A situação humanitária se agrava na região etíope do Tigré, onde pessoas começam a morrer de fome, mas não se observa a retirada das forças da Eritreia daquela zona em conflito, apontou o subsecretário-geral para Assuntos Humanitários da ONU, Mark Lowcock, que participou de uma reunião a portas fechadas do Conselho de Segurança, a primeira sobre o assunto em mais de um mês, convocada pelos Estados Unidos.

Não há "provas" que confirmem a retirada da região das forças militares eritreias, acusadas de abusos e cuja saída foi anunciada no final de março pelo primeiro-ministro etíope, Abiy Ahmed, que em 2019 recebeu o Prêmio Nobel da Paz por seu papel para acabar com a guerra entre a Etiópia e a Eritreia.

"Infelizmente, devo dizer que nem a ONU nem nenhuma das agências humanitárias com as quais trabalhamos viram evidências da retirada da Eritreia", segundo o discurso de Lowcock, obtido pela AFP. "Sem um cessar-fogo, esta séria crise humanitária só vai piorar", alertou o funcionário, que reiterou "a necessidade de as Forças de Defesa da Eritreia acabarem com as atrocidades e se retirarem. Anunciar não é o mesmo que fazê-lo".

A embaixadora dos Estados Unidos na ONU, Linda Thomas-Greenfield, declarou que o país "está horrorizado com as informações que continuam aparecendo sobre estupros e outros tipos de violência sexual inacreditavelmente cruéis". Ela advertiu que a Eritreia "deve retirar suas forças da Etiópia imediatamente".

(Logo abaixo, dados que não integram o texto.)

//! Terminal input module (engine-facing).
//!
//! This module is intentionally independent of any UI framework. It maps
//! `crossterm` key and mouse events into [`crate::types::GameAction`]. The game
//! has a single action, so there is no repeat handling: hosts simply ignore
//! key-repeat and release events.

pub mod map;

pub use tower_stack_types as types;

pub use map::{handle_key_event, handle_mouse_event, should_quit};
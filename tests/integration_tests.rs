//! Integration tests for the game progression.

use tower_stack::core::{GameController, GameEvent};
use tower_stack::types::{Axis, GamePhase, MOVE_AMOUNT};

/// Tick until the swinging block is within `eps` of the top block.
fn align(game: &mut GameController, eps: f64) {
    for _ in 0..10_000 {
        let tower = game.tower();
        let current = tower.current().unwrap();
        let axis = current.axis();
        if (current.position().get(axis) - tower.top().position().get(axis)).abs() < eps {
            return;
        }
        game.on_tick();
    }
    panic!("never aligned");
}

fn started(seed: u32) -> GameController {
    let mut game = GameController::new(seed);
    game.load();
    assert!(game.on_action());
    game.drain_events().for_each(drop);
    game
}

#[test]
fn test_game_lifecycle() {
    let mut game = GameController::new(12345);
    assert_eq!(game.phase(), GamePhase::Loading);
    assert!(!game.on_action(), "actions are ignored while loading");

    game.load();
    assert_eq!(game.phase(), GamePhase::Ready);
    assert_eq!(game.tower().len(), 1);
    assert!(game.tower().current().is_none());

    assert!(game.on_action());
    assert_eq!(game.phase(), GamePhase::Playing);
    assert_eq!(game.score(), 0);

    let current = game.tower().current().unwrap();
    assert_eq!(current.index(), 1);
    assert_eq!(current.axis(), Axis::X);
    assert_eq!(current.position().x.abs(), MOVE_AMOUNT);
}

#[test]
fn test_axes_alternate() {
    let mut game = started(9);
    for expected in [Axis::X, Axis::Z, Axis::X, Axis::Z] {
        assert_eq!(game.tower().current().unwrap().axis(), expected);
        align(&mut game, 0.2);
        game.on_action();
    }
    assert_eq!(game.score(), 4);
}

#[test]
fn test_first_drop_without_ticks_misses() {
    let mut game = started(3);
    // Spawned at ±12 against a 10-wide base.
    assert!(game.on_action());
    assert_eq!(game.phase(), GamePhase::Ended);
    assert_eq!(game.score(), 0);

    let events: Vec<_> = game.drain_events().collect();
    assert!(matches!(events[0], GameEvent::Missed { index: 1, .. }));
    assert_eq!(events[1], GameEvent::Ended { score: 0 });
    assert_eq!(events.len(), 2);
}

#[test]
fn test_score_counts_placements() {
    let mut game = started(77);
    for n in 1..=6 {
        align(&mut game, 1.0);
        game.on_action();
        assert_eq!(game.score(), n);
        assert_eq!(game.tower().len(), n as usize + 1);
        assert_eq!(game.phase(), GamePhase::Playing);
    }
}

#[test]
fn test_reset_restores_base_only() {
    let mut game = started(5);
    for _ in 0..3 {
        align(&mut game, 1.0);
        game.on_action();
    }
    let base = game.tower().base().clone();
    // A just-spawned block is already past the tower.
    game.on_action();
    assert_eq!(game.phase(), GamePhase::Ended);
    assert_eq!(game.score(), 3);

    assert!(game.on_action());
    assert_eq!(game.phase(), GamePhase::Resetting);
    let teardown = game.teardown().unwrap();
    assert_eq!(teardown.removed(), 3);
    assert_eq!(teardown.duration_ms(), 2 * 200 + 3 * 20);
    assert_eq!(game.score(), 0);
    assert_eq!(game.tower().len(), 1);

    assert!(!game.on_action(), "actions are ignored while resetting");
    assert!(!game.on_teardown_complete(teardown.id() + 1));
    assert!(game.on_teardown_complete(teardown.id()));
    assert!(!game.on_teardown_complete(teardown.id()), "completion fires once");

    assert_eq!(game.phase(), GamePhase::Playing);
    assert_eq!(game.tower().len(), 1);
    assert_eq!(game.tower().base(), &base);
    assert_eq!(game.score(), 0);
    assert_eq!(game.tower().current().unwrap().index(), 1);
}

#[test]
fn test_same_seed_same_run() {
    let run = |seed| {
        let mut game = started(seed);
        let mut log = Vec::new();
        for _ in 0..5 {
            align(&mut game, 0.8);
            game.on_action();
            log.extend(game.drain_events());
        }
        log
    };
    assert_eq!(run(42), run(42));
}

#[test]
fn test_snapshot_reflects_tower() {
    let mut game = started(11);
    align(&mut game, 1.0);
    game.on_action();

    let snap = game.snapshot();
    assert_eq!(snap.phase, GamePhase::Playing);
    assert_eq!(snap.score, 1);
    assert_eq!(snap.blocks.len(), 2);
    assert_eq!(snap.current.unwrap().index, 2);
    assert_eq!(snap.camera_target, game.camera_target());
    assert!(snap.show_instructions);

    let json = serde_json::to_value(&snap).unwrap();
    assert_eq!(json["phase"], "playing");
    assert_eq!(json["score"], 1);
}
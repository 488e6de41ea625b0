//! Core game logic module - pure, deterministic, and testable
//!
//! This module contains the stacking rules, the block-in-flight simulation and
//! the game progression state machine. It has **zero dependencies** on
//! rendering, terminals or wall-clock time, making it:
//!
//! - **Deterministic**: Same seed produces identical runs
//! - **Testable**: Every rule is covered by unit tests
//! - **Portable**: Any host can drive it (terminal, GUI, headless)
//!
//! # Module Structure
//!
//! - [`block`]: A single tier; swing simulation and tier colors
//! - [`place`]: Overlap, perfect-placement snapping and chopping
//! - [`tower`]: Committed blocks plus the block in flight
//! - [`game`]: Phase state machine and event stream
//! - [`teardown`]: Timing of the reset sequence
//! - [`rng`]: Seeded LCG for color offsets and spawn sides
//! - [`snapshot`]: Plain-data view of the game for renderers and logs
//!
//! # Game Rules
//!
//! - **Swing**: The newest block sweeps back and forth within `±12` along x on
//!   odd tiers and z on even tiers, a little faster every tier
//! - **Chop**: Committing a block cuts away whatever does not rest on the
//!   block below; the tower only ever gets narrower
//! - **Perfect**: An overhang thinner than `0.3` is forgiven; the block snaps
//!   onto the one below and the footprint is kept
//! - **Miss**: No overlap ends the run
//! - **Score**: One point per committed block
//!
//! # Example
//!
//! ```
//! use tower_stack_core::GameController;
//! use tower_stack_types::GamePhase;
//!
//! let mut game = GameController::new(12345);
//! game.load();
//! assert_eq!(game.phase(), GamePhase::Ready);
//!
//! // First action starts a run and spawns a swinging block.
//! game.on_action();
//! assert_eq!(game.phase(), GamePhase::Playing);
//!
//! // The host ticks every frame...
//! for _ in 0..60 {
//!     game.on_tick();
//! }
//!
//! // ...and forwards the player's action to commit the block.
//! game.on_action();
//! for event in game.drain_events() {
//!     println!("{event:?}");
//! }
//! ```
//!
//! # Timing
//!
//! The core counts ticks, not milliseconds. The only timed sequence, the reset
//! teardown, is described by a [`Teardown`] whose completion the host reports
//! through [`GameController::on_teardown_complete`].

pub mod block;
pub mod game;
pub mod place;
pub mod rng;
pub mod snapshot;
pub mod teardown;
pub mod tower;

pub use tower_stack_types as types;

// Re-export commonly used types for convenience
pub use block::{speed_for_index, tier_color, Block, BoxGeometry};
pub use game::{GameController, GameEvent};
pub use place::{overlap, place, PlaceError, PlaceOutcome, Placement};
pub use rng::SimpleRng;
pub use snapshot::{CurrentSnapshot, GameSnapshot};
pub use teardown::Teardown;
pub use tower::Tower;
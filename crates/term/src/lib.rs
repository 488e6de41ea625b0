//! Terminal "game renderer" module.
//!
//! This is a small, game-oriented rendering layer for terminal gameplay.
//! It intentionally avoids widget/layout libraries and instead renders into a
//! simple framebuffer that can be flushed to a terminal backend.
//!
//! Goals:
//! - Keep `core` and `engine` deterministic and testable
//! - Flatten the 3D tower into two orthographic side views
//! - Only redraw the cells that changed between frames

pub mod fb;
pub mod game_view;
pub mod render_throttle;
pub mod renderer;

pub use tower_stack_core as core;
pub use tower_stack_engine as engine;
pub use tower_stack_types as types;

pub use fb::{Cell, CellStyle, FrameBuffer, Rgb};
pub use game_view::{GameView, Viewport};
pub use render_throttle::{scene_fingerprint, RenderThrottle};
pub use renderer::{encode_diff_into, encode_full_into, TerminalRenderer};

Mark Lowcock também relatou comentários sobre soldados eritreus vestindo uniformes etíopes, afirmando que "independentemente do uniforme ou insígnia, o pessoal humanitário continua a relatar novas atrocidades que afirmam estar sendo cometidas pelas Forças de Defesa da Eritreia".

No entanto, ele indicou que "os eritreus não são o único ator" na crise e mencionou relatos de "civis atacados e expulsos de suas casas no oeste do Tigré pelas milícias da (região de) Amhara".

O primeiro-ministro Ahmed anunciou no início de novembro o envio do exército federal à região para prender e desarmar os líderes da TPLF (Frente de Libertação do Povo do Tigré), cujas forças de Addis Abeba acusam de atacar campos das forças federais.